* _WORK ITEM_
Where a line of the following data contains the string "uuids", include it in the tally. Report the total alone.

* _Stored entries_
++++

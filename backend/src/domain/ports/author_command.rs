//! Driving port for author mutations.

use async_trait::async_trait;

use crate::domain::{AuthorId, AuthorInput, Error};

/// Driving port for author write operations.
///
/// Each call runs inside exactly one relational transaction. No search
/// index write is involved.
#[async_trait]
pub trait AuthorCommand: Send + Sync {
    /// Create an author and return the freshly minted identifier.
    ///
    /// Fails with `invalid_input` when the name or email is blank.
    ///
    /// # Examples
    ///
    /// ```rust,no_run
    /// # use scriptorium::domain::AuthorInput;
    /// # use scriptorium::domain::ports::AuthorCommand;
    /// # async fn example(command: &dyn AuthorCommand) -> Result<(), scriptorium::domain::Error> {
    /// let id = command
    ///     .create_author(AuthorInput::new("Ada Lovelace", "ada@example.com"))
    ///     .await?;
    /// assert!(!id.is_nil());
    /// # Ok(())
    /// # }
    /// ```
    async fn create_author(&self, input: AuthorInput) -> Result<AuthorId, Error>;

    /// Overwrite the name and email of an existing author.
    ///
    /// Fails with `invalid_input` when `input` is absent or `id` is nil, and
    /// with `not_found` when no author has this id.
    async fn update_author(&self, input: Option<AuthorInput>, id: AuthorId)
    -> Result<AuthorId, Error>;
}
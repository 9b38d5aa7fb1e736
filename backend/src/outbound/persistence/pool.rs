//! Async connection pool for the relational store.
//!
//! Wraps `diesel-async` and `bb8`. Reads borrow a connection for a single
//! statement; transactions check out an owned connection so the handle can
//! travel through the coordinator independently of the pool borrow.

use std::time::Duration;

use diesel_async::AsyncPgConnection;
use diesel_async::pooled_connection::AsyncDieselConnectionManager;
use diesel_async::pooled_connection::bb8::{Pool, PooledConnection};

/// Errors that can occur during pool operations.
#[derive(Debug, Clone, PartialEq, Eq, thiserror::Error)]
pub enum PoolError {
    /// Failed to check out a connection from the pool.
    #[error("failed to get connection from pool: {message}")]
    Checkout { message: String },

    /// Failed to build the connection pool.
    #[error("failed to build connection pool: {message}")]
    Build { message: String },
}

impl PoolError {
    /// Checkout failure with the driver message.
    pub fn checkout(message: impl Into<String>) -> Self {
        Self::Checkout {
            message: message.into(),
        }
    }

    /// Pool construction failure with the driver message.
    pub fn build(message: impl Into<String>) -> Self {
        Self::Build {
            message: message.into(),
        }
    }

    /// Underlying driver message.
    pub fn message(&self) -> &str {
        match self {
            Self::Checkout { message } | Self::Build { message } => message,
        }
    }
}

/// Pool sizing and checkout limits.
///
/// # Example
///
/// ```ignore
/// let config = PoolConfig::new("postgres://scriptorium@localhost/scriptorium")
///     .with_max_size(20)
///     .with_connection_timeout(Duration::from_secs(5));
/// ```
#[derive(Debug, Clone)]
pub struct PoolConfig {
    database_url: String,
    max_size: u32,
    connection_timeout: Duration,
}

impl PoolConfig {
    /// Defaults: 10 connections, 30 second checkout timeout.
    pub fn new(database_url: impl Into<String>) -> Self {
        Self {
            database_url: database_url.into(),
            max_size: 10,
            connection_timeout: Duration::from_secs(30),
        }
    }

    /// Set the maximum number of pooled connections.
    pub fn with_max_size(mut self, max_size: u32) -> Self {
        self.max_size = max_size;
        self
    }

    /// Set how long a checkout may wait.
    pub fn with_connection_timeout(mut self, timeout: Duration) -> Self {
        self.connection_timeout = timeout;
        self
    }

    /// Database URL the pool connects to.
    pub fn database_url(&self) -> &str {
        &self.database_url
    }
}

/// Shared PostgreSQL connection pool. Clones share connections.
#[derive(Clone)]
pub struct DbPool {
    inner: Pool<AsyncPgConnection>,
}

impl DbPool {
    /// Build the pool. Connections are opened lazily on first checkout.
    ///
    /// # Errors
    ///
    /// Returns `PoolError::Build` if the pool cannot be constructed.
    pub async fn new(config: PoolConfig) -> Result<Self, PoolError> {
        let manager = AsyncDieselConnectionManager::<AsyncPgConnection>::new(&config.database_url);

        let pool = Pool::builder()
            .max_size(config.max_size)
            .min_idle(Some(0))
            .connection_timeout(config.connection_timeout)
            .build(manager)
            .await
            .map_err(|err| PoolError::build(err.to_string()))?;

        Ok(Self { inner: pool })
    }

    /// Borrow a connection for a read.
    ///
    /// # Errors
    ///
    /// Returns `PoolError::Checkout` if no connection is available within the
    /// configured timeout.
    pub async fn get(&self) -> Result<PooledConnection<'_, AsyncPgConnection>, PoolError> {
        self.inner
            .get()
            .await
            .map_err(|err| PoolError::checkout(err.to_string()))
    }

    /// Check out a connection that keeps its own handle on the pool.
    ///
    /// # Errors
    ///
    /// Returns `PoolError::Checkout` if no connection is available within the
    /// configured timeout.
    pub async fn get_owned(
        &self,
    ) -> Result<PooledConnection<'static, AsyncPgConnection>, PoolError> {
        self.inner
            .get_owned()
            .await
            .map_err(|err| PoolError::checkout(err.to_string()))
    }
}
//! PostgreSQL-backed `AuthorRepository` implementation using Diesel ORM.

use async_trait::async_trait;
use diesel::prelude::*;
use diesel_async::RunQueryDsl;
use uuid::Uuid;

use crate::domain::ports::{AuthorRepository, AuthorRepositoryError};
use crate::domain::{Author, AuthorId, AuthorIdName, AuthorUpdate};

use super::diesel_error_mapping;
use super::diesel_transactions::DieselTx;
use super::models::{AuthorChangeset, AuthorRow, NewAuthorRow};
use super::pool::{DbPool, PoolError};
use super::schema::authors;

/// Diesel-backed implementation of the author repository port.
#[derive(Clone)]
pub struct DieselAuthorRepository {
    pool: DbPool,
}

impl DieselAuthorRepository {
    /// Create a new repository with the given connection pool.
    pub fn new(pool: DbPool) -> Self {
        Self { pool }
    }
}

fn map_pool_error(error: PoolError) -> AuthorRepositoryError {
    diesel_error_mapping::map_pool_error(error, AuthorRepositoryError::connection)
}

fn map_diesel_error(error: diesel::result::Error) -> AuthorRepositoryError {
    diesel_error_mapping::map_diesel_error(
        error,
        AuthorRepositoryError::query,
        AuthorRepositoryError::connection,
    )
}

#[async_trait]
impl AuthorRepository for DieselAuthorRepository {
    type Tx = DieselTx;

    async fn save(&self, tx: &mut Self::Tx, author: &Author) -> Result<(), AuthorRepositoryError> {
        diesel::insert_into(authors::table)
            .values(NewAuthorRow::from(author))
            .execute(tx.connection())
            .await
            .map_err(map_diesel_error)?;
        Ok(())
    }

    async fn update(
        &self,
        tx: &mut Self::Tx,
        update: &AuthorUpdate,
    ) -> Result<(), AuthorRepositoryError> {
        let affected = diesel::update(authors::table.find(*update.id.as_uuid()))
            .set(AuthorChangeset::from(update))
            .execute(tx.connection())
            .await
            .map_err(map_diesel_error)?;
        if affected == 0 {
            return Err(AuthorRepositoryError::not_found(update.id));
        }
        Ok(())
    }

    async fn find_by_id(&self, id: &AuthorId) -> Result<Option<Author>, AuthorRepositoryError> {
        let mut conn = self.pool.get().await.map_err(map_pool_error)?;

        let row: Option<AuthorRow> = authors::table
            .find(*id.as_uuid())
            .select(AuthorRow::as_select())
            .first(&mut conn)
            .await
            .optional()
            .map_err(map_diesel_error)?;

        Ok(row.map(Author::from))
    }

    async fn find_by_ids(&self, ids: &[AuthorId]) -> Result<Vec<Author>, AuthorRepositoryError> {
        if ids.is_empty() {
            return Ok(Vec::new());
        }
        let mut conn = self.pool.get().await.map_err(map_pool_error)?;
        let uuids: Vec<Uuid> = ids.iter().map(|id| *id.as_uuid()).collect();

        let rows: Vec<AuthorRow> = authors::table
            .filter(authors::id.eq_any(uuids))
            .order((authors::created_at.asc(), authors::id.asc()))
            .select(AuthorRow::as_select())
            .load(&mut conn)
            .await
            .map_err(map_diesel_error)?;

        Ok(rows.into_iter().map(Author::from).collect())
    }

    async fn find_id_names_by_name(
        &self,
        name: &str,
    ) -> Result<Vec<AuthorIdName>, AuthorRepositoryError> {
        let mut conn = self.pool.get().await.map_err(map_pool_error)?;

        let rows: Vec<(Uuid, String)> = authors::table
            .filter(authors::name.eq(name))
            .order((authors::created_at.asc(), authors::id.asc()))
            .select((authors::id, authors::name))
            .load(&mut conn)
            .await
            .map_err(map_diesel_error)?;

        Ok(rows
            .into_iter()
            .map(|(id, name)| AuthorIdName {
                id: AuthorId::from_uuid(id),
                name,
            })
            .collect())
    }

    async fn find_by_email(&self, email: &str) -> Result<Option<Author>, AuthorRepositoryError> {
        let mut conn = self.pool.get().await.map_err(map_pool_error)?;

        let row: Option<AuthorRow> = authors::table
            .filter(authors::email.eq(email))
            .order((authors::created_at.asc(), authors::id.asc()))
            .select(AuthorRow::as_select())
            .first(&mut conn)
            .await
            .optional()
            .map_err(map_diesel_error)?;

        Ok(row.map(Author::from))
    }
}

++++

* _YOUR SOLUTION_
2